Temi: Well, I collect music, I still collect and trade music, so it came from an interest in the kind of music that we reissue. How did it come about? One thing leads to another, there’s no master plan, you know it’s just, let’s do this thing and let's do it, just do it. And when we had the idea we spoke to a couple of friends, and they were like, “What! Let's do it now, let’s do it yesterday!” They just opened the doors up. Quintin Scott, an old friend from London, he works with K7. He basically started the whole reissue thing with Nigeria 70. That came out on Strut, that’s his label. So, he said, “Yeah, I would give you a contract, a distribution contract.”  I said, “Let’s see it!” And, you know, he's been great, it’s been great working with him, he has loads of experience, loads of good contacts, and he’s great guy!

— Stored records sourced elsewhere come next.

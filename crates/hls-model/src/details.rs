use crate::fragment::{Fragment, FragmentKind};
use crate::llhls::PushInfo;
use m3u8_rs::MediaPlaylist;

/// Floor for the live reload timer so a zero target duration can never spin
/// the reload loop.
pub const MIN_RELOAD_INTERVAL_MS: u64 = 250;

#[derive(Debug, Clone, Copy, PartialEq, Eq)]
pub enum PlaylistType {
    Vod,
    Event,
}

/// `EXT-X-SERVER-CONTROL` attributes relevant to blocking reloads.
#[derive(Debug, Clone, Default, PartialEq)]
pub struct ServerControl {
    pub can_block_reload: bool,
    /// Skip boundary in seconds; `> 0` enables `_HLS_skip=YES` delta requests.
    pub can_skip_until: f64,
    pub hold_back: f64,
    pub part_hold_back: f64,
}

/// Parsed state of one media playlist for a rendition.
///
/// Replaced wholesale on every successful reload; never mutated in place
/// apart from `updated`, which the reload logic stamps by comparison with
/// the prior details.
#[derive(Debug, Clone)]
pub struct LevelDetails {
    pub live: bool,
    pub start_sn: u64,
    pub end_sn: u64,
    pub start_cc: u64,
    pub end_cc: u64,
    /// Latest partial-segment index, −1 when the playlist carries no parts.
    pub end_part: i64,
    pub target_duration: f64,
    pub total_duration: f64,
    pub fragments: Vec<Fragment>,
    /// `EXT-X-MAP` init segment, when the playlist declares one.
    pub init_segment: Option<Fragment>,
    pub playlist_type: Option<PlaylistType>,
    pub server_control: Option<ServerControl>,
    /// `EXT-X-PART-INF:PART-TARGET` in seconds.
    pub part_target: Option<f64>,
    /// True iff `end_sn` or the URL changed versus the prior details.
    pub updated: bool,
    /// Seconds a client should assume the playlist lags the live edge.
    pub availability_delay: f64,
    /// Blocking-reload hints embedded in the playlist's own URL.
    pub push: Option<PushInfo>,
    pub url: String,
}

impl LevelDetails {
    /// Build details from an externally parsed media playlist.
    ///
    /// Server-control and part-inf tags are not modelled by `m3u8_rs` and
    /// are read out of `unknown_tags`, the same way segment-level maps that
    /// land at playlist scope are.
    pub fn from_media_playlist(pl: &MediaPlaylist, level: usize, url: &str) -> Self {
        let start_sn = pl.media_sequence;
        let start_cc = pl.discontinuity_sequence;

        let mut fragments = Vec::with_capacity(pl.segments.len());
        let mut start = 0.0f64;
        let mut cc = start_cc;
        for (idx, seg) in pl.segments.iter().enumerate() {
            if seg.discontinuity {
                cc += 1;
            }
            let duration = seg.duration as f64;
            fragments.push(Fragment {
                sn: start_sn + idx as u64,
                cc,
                level,
                kind: FragmentKind::Main,
                start,
                duration,
                url: seg.uri.clone(),
                decryptdata: seg.key.clone(),
                program_date_time: seg
                    .program_date_time
                    .map(|dt| dt.timestamp_millis() as f64 / 1000.0),
            });
            start += duration;
        }

        let init_segment = pl
            .segments
            .iter()
            .find_map(|seg| seg.map.as_ref())
            .map(|map| Fragment {
                sn: start_sn,
                cc: start_cc,
                level,
                kind: FragmentKind::Main,
                start: 0.0,
                duration: 0.0,
                url: map.uri.clone(),
                decryptdata: None,
                program_date_time: None,
            });

        let end_sn = if pl.segments.is_empty() {
            start_sn
        } else {
            start_sn + pl.segments.len() as u64 - 1
        };

        let server_control = find_tag(pl, "X-SERVER-CONTROL").map(|rest| {
            let mut sc = ServerControl::default();
            for (key, val) in split_attributes(rest) {
                match key {
                    "CAN-BLOCK-RELOAD" => sc.can_block_reload = val == "YES",
                    "CAN-SKIP-UNTIL" => sc.can_skip_until = val.parse().unwrap_or(0.0),
                    "HOLD-BACK" => sc.hold_back = val.parse().unwrap_or(0.0),
                    "PART-HOLD-BACK" => sc.part_hold_back = val.parse().unwrap_or(0.0),
                    _ => {}
                }
            }
            sc
        });

        let part_target = find_tag(pl, "X-PART-INF").and_then(|rest| {
            split_attributes(rest)
                .into_iter()
                .find(|(k, _)| *k == "PART-TARGET")
                .and_then(|(_, v)| v.parse::<f64>().ok())
        });

        let part_count = pl
            .unknown_tags
            .iter()
            .filter(|tag| tag.tag == "X-PART")
            .count() as i64;

        let playlist_type = match pl.playlist_type {
            Some(m3u8_rs::MediaPlaylistType::Vod) => Some(PlaylistType::Vod),
            Some(m3u8_rs::MediaPlaylistType::Event) => Some(PlaylistType::Event),
            _ => None,
        };

        let target_duration = pl.target_duration as f64;
        // A playlist is assumed to lag the live edge by the server's hold
        // back when advertised, else by three target durations.
        let availability_delay = server_control
            .as_ref()
            .filter(|sc| sc.hold_back > 0.0)
            .map(|sc| sc.hold_back)
            .unwrap_or(target_duration * 3.0);

        LevelDetails {
            live: !pl.end_list,
            start_sn,
            end_sn,
            start_cc,
            end_cc: cc,
            end_part: part_count - 1,
            target_duration,
            total_duration: start,
            fragments,
            init_segment,
            playlist_type,
            server_control,
            part_target,
            updated: true,
            availability_delay,
            push: None,
            url: url.to_string(),
        }
    }

    /// Whether the server advertises blocking playlist reloads and partial
    /// segments, i.e. the low-latency reload path applies.
    pub fn low_latency(&self) -> bool {
        self.server_control
            .as_ref()
            .map(|sc| sc.can_block_reload)
            .unwrap_or(false)
            && self.part_target.is_some()
    }

    /// Stamp `updated` by comparison with the previously installed details.
    ///
    /// `end_sn` advancing always counts as an update; a URL change only
    /// counts when the low-latency reload path is not in effect (a blocking
    /// reload rewrites the query on every request).
    pub fn mark_updated(&mut self, prior: Option<&LevelDetails>) {
        self.updated = match prior {
            None => true,
            Some(prev) => {
                prev.end_sn != self.end_sn || (!self.low_latency() && prev.url != self.url)
            }
        };
    }

    /// Delay in milliseconds before the next live reload.
    ///
    /// Base interval is the target duration; a reload that brought nothing
    /// new halves it so the edge is caught quickly. Time already spent
    /// fetching the playlist is deducted.
    pub fn compute_reload_interval(&self, load_duration_ms: u64) -> u64 {
        let mut interval = (self.target_duration * 1000.0) as u64;
        if !self.updated {
            interval /= 2;
        }
        interval
            .saturating_sub(load_duration_ms)
            .max(MIN_RELOAD_INTERVAL_MS)
    }
}

fn find_tag<'a>(pl: &'a MediaPlaylist, tag: &str) -> Option<&'a str> {
    pl.unknown_tags
        .iter()
        .rev()
        .find(|t| t.tag == tag)
        .and_then(|t| t.rest.as_deref())
}

/// Split a `KEY=VALUE,KEY="VAL,UE"` attribute list, honouring quotes.
fn split_attributes(rest: &str) -> Vec<(&str, &str)> {
    let mut parts: Vec<&str> = Vec::new();
    let mut in_quotes = false;
    let mut start = 0usize;
    for (idx, ch) in rest.char_indices() {
        match ch {
            '"' => in_quotes = !in_quotes,
            ',' if !in_quotes => {
                parts.push(rest[start..idx].trim());
                start = idx + 1;
            }
            _ => {}
        }
    }
    if start < rest.len() {
        parts.push(rest[start..].trim());
    }

    parts
        .into_iter()
        .filter(|p| !p.is_empty())
        .filter_map(|part| {
            let (k, v) = part.split_once('=')?;
            let mut val = v.trim();
            if let Some(stripped) = val.strip_prefix('"').and_then(|s| s.strip_suffix('"')) {
                val = stripped;
            }
            Some((k.trim(), val))
        })
        .collect()
}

Tell me about your partner in the label…

O.K., my partner is Odion Iruoje, who needs no introduction! You know, master producer in the ‘70s, of the whole Afro-funk, Afro-rock sound, he kind of evolved that sound. He came from electronics and he used to work in a phonetics lab, and he did some postgraduate course at Imperial College in London and EMI was hiring people for Africa and they kind of interviewed him and thought he could do the job. He had several offers and he took that. So he comes from a sound engineer kind of background. It was like a godsend, he just met his destiny because he had that rigorous, scientific knowledge of the studio. But he was also an artist, he could bring out all sorts of things from you other artists and create help them create a sound, a song, create an arrangement, in ways that other producers couldn’t. So he was one of the first modern producers in Nigeria, probably one of the first, and he became the major, the major…He worked with Paul McCartney, Fela Anikulapo Kuti, Geraldo Pino, S-Job, and all the obscure boogie funk bands in the ‘70s. His thing was to infuse all that music with some Afro. He worked on the first BLO album, an amazing rock album. Artists started looking for him, when they started hearing his recordings, he was like a magnet, he started attracting a lot of people. And if you look at his discography, you notice a lot of the more edgy bands, he produced them, a lot of the more interesting musicians.

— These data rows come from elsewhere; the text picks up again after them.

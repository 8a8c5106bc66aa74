use dioxus::prelude::*;

use crate::core::KpiCard;

#[component]
pub fn KpiCardView(card: KpiCard) -> Element {
    rsx! {
        article { class: "kpi-card", style: "background:{card.gradient};",
            div { class: "kpi-card__header",
                span { class: "kpi-card__icon", aria_hidden: "true", "{card.icon}" }
                strong { class: "kpi-card__title", "{card.title}" }
            }
            h3 { class: "kpi-card__value", "{card.display}" }
        }
    }
}
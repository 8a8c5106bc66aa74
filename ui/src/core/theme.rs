//! Theme selector and its visual-encoding palette.
//!
//! Palette values are opaque tokens for the rendering layer: CSS colors,
//! CSS gradients and the class name of the chart template.

use std::fmt;
use std::str::FromStr;

use serde::{Deserialize, Serialize};

use super::error::ContractError;

#[derive(Debug, Clone, Copy, PartialEq, Eq, Hash, Default, Serialize, Deserialize)]
#[serde(rename_all = "lowercase")]
pub enum Theme {
    #[default]
    Light,
    Dark,
}

impl Theme {
    pub fn as_str(self) -> &'static str {
        match self {
            Theme::Light => "light",
            Theme::Dark => "dark",
        }
    }

    pub fn toggled(self) -> Self {
        match self {
            Theme::Light => Theme::Dark,
            Theme::Dark => Theme::Light,
        }
    }

    /// Glyph for the header toggle button (shows the theme it switches to).
    pub fn toggle_icon(self) -> &'static str {
        match self {
            Theme::Light => "🌙",
            Theme::Dark => "🌞",
        }
    }
}

impl fmt::Display for Theme {
    fn fmt(&self, f: &mut fmt::Formatter<'_>) -> fmt::Result {
        f.write_str(self.as_str())
    }
}

impl FromStr for Theme {
    type Err = ContractError;

    fn from_str(token: &str) -> Result<Self, Self::Err> {
        match token {
            "light" => Ok(Theme::Light),
            "dark" => Ok(Theme::Dark),
            other => Err(ContractError::InvalidTheme(other.to_string())),
        }
    }
}

#[derive(Debug, Clone, Copy, PartialEq, Eq, Serialize)]
pub struct Palette {
    pub background: &'static str,
    pub card: &'static str,
    pub text: &'static str,
    /// One gradient per KPI card, in card order.
    pub kpi_gradients: [&'static str; 3],
    pub chart_template: &'static str,
}

const LIGHT: Palette = Palette {
    background: "#f7f8fb",
    card: "#ffffff",
    text: "#101315",
    kpi_gradients: [
        "linear-gradient(135deg,#22d3ee,#38bdf8)",
        "linear-gradient(135deg,#34d399,#10b981)",
        "linear-gradient(135deg,#f59e0b,#f97316)",
    ],
    chart_template: "chart--light",
};

const DARK: Palette = Palette {
    background: "#0e1117",
    card: "#151a22",
    text: "#e8e8e8",
    kpi_gradients: [
        "linear-gradient(135deg,#00e3ae,#08b8a2)",
        "linear-gradient(135deg,#4aa8ff,#7b5cff)",
        "linear-gradient(135deg,#ffad66,#ff7a59)",
    ],
    chart_template: "chart--dark",
};

pub fn resolve(theme: Theme) -> Palette {
    match theme {
        Theme::Light => LIGHT,
        Theme::Dark => DARK,
    }
}

/// Resolve an external theme token. Unknown tokens are an error, never a
/// silent fallback to the light palette.
pub fn resolve_token(token: &str) -> Result<Palette, ContractError> {
    token.parse::<Theme>().map(resolve)
}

In Odion Livingstone, obviously he’s a partner, but he's mainly a guy that I go back to, to talk about my ideas with. But he has no clue about the reissue market, because that’s a new thing. What we do is reissue, you know, lost musical gems, and that came about from my collecting music, and then becoming a trader, trading music, getting people from Europe asking about that record, this record, this musician, that musician. That’s where I got my education from.

Afropop is based in Brooklyn, so we see a lot of reissued records from Africa, and about 90 percent of the producers, or the people who are involved in the business are European or American and very few of them are of West African descent. So, I’m interested in what led you to get into this “old” music, and vinyl, to get to the point of collecting and being a trader?

To be honest, it’s just how life works. My 9 to 5 was in downstream, oil and gas, I used to trade cargoes. And now we had a crisis, we couldn't open LLCs, the oil price dropped, so we had a scarcity of dollars. And it coincided with a period where I was getting a lot of requests from people for records and they were paying me in dollars, so, you know [Laughs].

It’s just life, I always say it's just God, because it is just divine, somehow everything just worked out, seamlessly. I've always had an interest in the music. I used to collect music when I lived in London, in the ‘90s, I used to collect music, mainly broken-beat jazz-soul records. And then when I came here, I left all my records in Paris, I didn’t want to get into records. I had Quintin coming over and other people I knew, talking about records, but I didn’t want to get involved in records, because I just felt-- been there done that, you know? But somehow I got dragged into it, you know how it is! [Laughs] And everything happened very fast: I met good diggers and they just kept bringing me the records, you know, what people said “You’ll never find this record, we haven't seen this record in 20 years,” I kept finding those kind of records. I started getting attention from people outside, and then I started selling stuff to them. I got reissuers coming to say, “Do you have a clean copy of this record?” Or, “Can you help us license this record from the musician?” And so I did a couple of those.

Can you talk about those projects?

Uh…I’d rather not…. They are projects that are out there already.

Basically, somebody said, “Why you bother doing these things for other people? Why don’t you set up a label and do it yourself?” That’s a DJ friend called Javi Bayo, in Madrid. So Javi hooked me up with a guy called Iñigo Pastor, who runs a label called Vampi Soul.

Yeah, they’re great!

They’re great. Quintin heard about the deal, and he said, “Oh, we can get you a better deal.” So I still have an arrangement with Vampi Soul, I'm just waiting for the right scheduling and the right music to come through. I have the ideas, but we just need to sign with the owners of the music.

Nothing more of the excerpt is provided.